The occasional moments when the book’s narrator is interrupted by the supporting “characters” were odd ones – they’re not really amusing enough to be independently worthwhile, not so annoying (to me) to ruin the overall effect, but they are an incongruous presence where I wouldn’t be surprised if they alienated or annoyed others. Talbot is explicitly evoking a link with the absurd and farcical (and with the bizarre rap that closes the book, the grotesque) although I think it’s questionable how possible it is to self-consciously inhabit “lowbrow” forms of humour when the author is imperfectly mimicking its effects and the audience for such humour is accordingly going to be more aware of the “point” of the interjections rather than their intended effect (well, probably).

It’s a schizophrenic book in more than just the sense that it’s drawn in a multiplicity of styles with a multiplicity of concerns: there’s a restless and almost undiscriminating need to make connections between the different histories of Sunderland, Carroll, the graphic format and Talbot himself that creates a whirling Phantasmagoria of observed relationships. And it’s fascinating. It’s not a book that would immediately have benefited just from greater (self) editing, the seeming disorganisation is clearly central to the mode of expression, but it’s questionable, as Talbot introduces yet another fleeting snapshot of a literary associate with ties to Sunderland and/or to himself, how much such a dramatic demonstration of the subjectivity, maybe even also the contingency, of written history and memoir would be indulged if the book was a serious one rather than an “entertainment”.

Again, I enjoyed the book, and for me I think Talbot keeps it (mostly) in control, but I’d be interested how much that experience would be repeated amongst other readers. So, my own rambling aside, who’s picked this up? What did you think?
 
 
sleazenation
22:02 / 06.06.07
I picked it up and am (slowly) working my way through it. I was going to wait til I finished it before I started a thread like this, that it has taken me so long (and I still haven't finished it) probably says something.

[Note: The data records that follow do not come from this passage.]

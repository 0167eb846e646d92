//! Row extraction for one rendered calendar day.
//!
//! Each row is read through a `RowSource`. The structural source queries the
//! row's cells directly; when that fails the same row is re-read from an
//! in-page evaluation snapshot. A row that fails both ways is skipped and
//! counted.

use async_trait::async_trait;
use chrono::{FixedOffset, NaiveDate, NaiveTime};
use serde_json::Value;
use tracing::{debug, warn};

use crate::browser::{BrowserError, CalendarPage, RowHandle};
use crate::data::selectors;
use crate::domain::Record;
use crate::extract::fields::{RawRow, parse_row};
use crate::text::normalize_ws;

/// Named parts of a calendar row.
#[derive(Debug, Clone, Copy, PartialEq, Eq)]
pub enum Field {
    ClassName,
    Time,
    Currency,
    Impact,
    Event,
    Actual,
    Forecast,
    Previous,
    HasDetail,
}

impl Field {
    /// Key of this field in an evaluated row object.
    pub fn key(self) -> &'static str {
        match self {
            Field::ClassName => "className",
            Field::Time => "time",
            Field::Currency => "currency",
            Field::Impact => "impact",
            Field::Event => "event",
            Field::Actual => "actual",
            Field::Forecast => "forecast",
            Field::Previous => "previous",
            Field::HasDetail => "hasDetail",
        }
    }

    fn selector(self) -> Option<&'static str> {
        match self {
            Field::Time => Some(selectors::TIME),
            Field::Currency => Some(selectors::CURRENCY),
            Field::Event => Some(selectors::EVENT),
            Field::Actual => Some(selectors::ACTUAL),
            Field::Forecast => Some(selectors::FORECAST),
            Field::Previous => Some(selectors::PREVIOUS),
            Field::ClassName | Field::Impact | Field::HasDetail => None,
        }
    }
}

/// Read access to one row's fields, as text.
///
/// `HasDetail` reads as `"true"` or `"false"`.
#[async_trait]
pub trait RowSource: Send + Sync {
    async fn get_field(&self, field: Field) -> Result<String, BrowserError>;
}

/// Fields read by querying the row element's cells.
pub struct StructuralRow<'a> {
    handle: &'a dyn RowHandle,
}

impl<'a> StructuralRow<'a> {
    pub fn new(handle: &'a dyn RowHandle) -> Self {
        Self { handle }
    }
}

#[async_trait]
impl<'a> RowSource for StructuralRow<'a> {
    async fn get_field(&self, field: Field) -> Result<String, BrowserError> {
        match field {
            Field::ClassName => self.handle.class_name().await,
            Field::Impact => {
                let class = self.handle.attribute(selectors::IMPACT_ICON, "class").await?;
                let title = self.handle.attribute(selectors::IMPACT_ICON, "title").await?;
                Ok(normalize_ws(&format!(
                    "{} {}",
                    class.unwrap_or_default(),
                    title.unwrap_or_default()
                )))
            }
            Field::HasDetail => Ok(self.handle.exists(selectors::DETAIL_LINK).await?.to_string()),
            cell => match cell.selector() {
                Some(css) => self.handle.text(css).await,
                None => Err(BrowserError::NotFound(cell.key().to_string())),
            },
        }
    }
}

/// Fields read from an evaluated row object. Missing keys read as empty.
pub struct ScriptRow {
    value: Value,
}

impl ScriptRow {
    pub fn new(value: Value) -> Self {
        Self { value }
    }
}

#[async_trait]
impl RowSource for ScriptRow {
    async fn get_field(&self, field: Field) -> Result<String, BrowserError> {
        if !self.value.is_object() {
            return Err(BrowserError::Protocol(format!("row snapshot is not an object: {}", self.value)));
        }
        Ok(match &self.value[field.key()] {
            Value::Null => String::new(),
            Value::String(s) => normalize_ws(s),
            Value::Bool(b) => b.to_string(),
            other => other.to_string(),
        })
    }
}

/// Read every field of a row. Separator rows stop after the class name.
pub async fn read_row(source: &dyn RowSource) -> Result<RawRow, BrowserError> {
    let mut raw = RawRow {
        class_name: source.get_field(Field::ClassName).await?,
        ..RawRow::default()
    };
    if raw.is_separator() {
        return Ok(raw);
    }
    raw.time = source.get_field(Field::Time).await?;
    raw.currency = source.get_field(Field::Currency).await?;
    raw.impact = source.get_field(Field::Impact).await?;
    raw.event = source.get_field(Field::Event).await?;
    raw.actual = source.get_field(Field::Actual).await?;
    raw.forecast = source.get_field(Field::Forecast).await?;
    raw.previous = source.get_field(Field::Previous).await?;
    raw.has_detail = source.get_field(Field::HasDetail).await? == "true";
    Ok(raw)
}

#[derive(Debug, Clone, Copy, Default, PartialEq, Eq)]
pub struct RowStats {
    pub parsed: usize,
    /// Rows that could not be read or parsed.
    pub skipped: usize,
    /// Rows read from an evaluation snapshot instead of structurally.
    pub script_fallbacks: usize,
}

/// A parsed record plus the position of its row on the page.
#[derive(Debug, Clone, PartialEq, Eq)]
pub struct ExtractedRow {
    pub index: usize,
    pub record: Record,
}

enum Rows {
    Structural(std::vec::IntoIter<Box<dyn RowHandle>>),
    Script(std::vec::IntoIter<Value>),
}

/// One-pass cursor over the rows of the rendered day.
///
/// Row handles are consumed as the cursor advances; extracting again needs a
/// fresh rendering and a new cursor.
pub struct DayRows<'p, P: CalendarPage + ?Sized> {
    page: &'p mut P,
    rows: Rows,
    date: NaiveDate,
    offset: FixedOffset,
    index: usize,
    carry: Option<NaiveTime>,
    stats: RowStats,
}

impl<'p, P: CalendarPage + ?Sized> DayRows<'p, P> {
    /// List the day's rows. Falls back to one evaluation of the whole table
    /// when the rows cannot be listed structurally.
    pub async fn open(page: &'p mut P, date: NaiveDate, offset: FixedOffset) -> Result<Self, BrowserError> {
        let rows = match page.rows().await {
            Ok(handles) => Rows::Structural(handles.into_iter()),
            Err(err) => {
                warn!(%date, "row listing failed, reading the day by evaluation: {err}");
                Rows::Script(page.evaluate_rows().await?.into_iter())
            }
        };
        Ok(Self {
            page,
            rows,
            date,
            offset,
            index: 0,
            carry: None,
            stats: RowStats::default(),
        })
    }

    pub fn stats(&self) -> RowStats {
        self.stats
    }

    /// Next parsed record, or `None` once the rows are exhausted.
    pub async fn next(&mut self) -> Option<ExtractedRow> {
        loop {
            let index = self.index;
            let read = match &mut self.rows {
                Rows::Structural(handles) => {
                    let handle = handles.next()?;
                    match read_row(&StructuralRow::new(handle.as_ref())).await {
                        Ok(raw) => Ok(raw),
                        Err(err) => {
                            debug!(row = index, "structural read failed, evaluating row: {err}");
                            self.stats.script_fallbacks += 1;
                            match self.page.evaluate_row(index).await {
                                Ok(value) => read_row(&ScriptRow::new(value)).await,
                                Err(script_err) => Err(script_err),
                            }
                        }
                    }
                }
                Rows::Script(values) => {
                    let value = values.next()?;
                    self.stats.script_fallbacks += 1;
                    read_row(&ScriptRow::new(value)).await
                }
            };
            self.index += 1;

            let raw = match read {
                Ok(raw) => raw,
                Err(err) => {
                    warn!(date = %self.date, row = index, "row unreadable, skipping: {err}");
                    self.stats.skipped += 1;
                    // Its time cell is unknown, so later blank cells have nothing to inherit.
                    self.carry = None;
                    continue;
                }
            };

            match parse_row(&raw, self.date, self.offset, &mut self.carry) {
                Ok(Some(record)) => {
                    debug!(row = index, event = %record.event_name, time = %record.time, "parsed row");
                    self.stats.parsed += 1;
                    return Some(ExtractedRow { index, record });
                }
                Ok(None) => {}
                Err(err) => {
                    warn!(date = %self.date, row = index, "row skipped: {err}");
                    self.stats.skipped += 1;
                }
            }
        }
    }
}

/// Everything one pass over a day produced.
#[derive(Debug, Clone, Default)]
pub struct DayExtraction {
    pub rows: Vec<ExtractedRow>,
    pub stats: RowStats,
}

/// Drain a fresh cursor over the rendered day.
pub async fn extract_day<P: CalendarPage + ?Sized>(
    page: &mut P,
    date: NaiveDate,
    offset: FixedOffset,
) -> Result<DayExtraction, BrowserError> {
    let mut cursor = DayRows::open(page, date, offset).await?;
    let mut rows = Vec::new();
    while let Some(row) = cursor.next().await {
        rows.push(row);
    }
    Ok(DayExtraction {
        rows,
        stats: cursor.stats(),
    })
}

It's a hefty tome and quite rambling. Neither of these are bad things, in fact they are quite good things, but, unfortunately, I find it all too easy to read in dribs and drabs without getting swept up into the narrative as a whole... It's something that is eminently easy to dip into, it is also fairly rewarding when read in this fashion.
 
 
LDones
02:11 / 07.06.07
I'm just going to order this from Amazon. I've been half-heartedly looking for awhile, but can't find it in my neck of Los Angeles.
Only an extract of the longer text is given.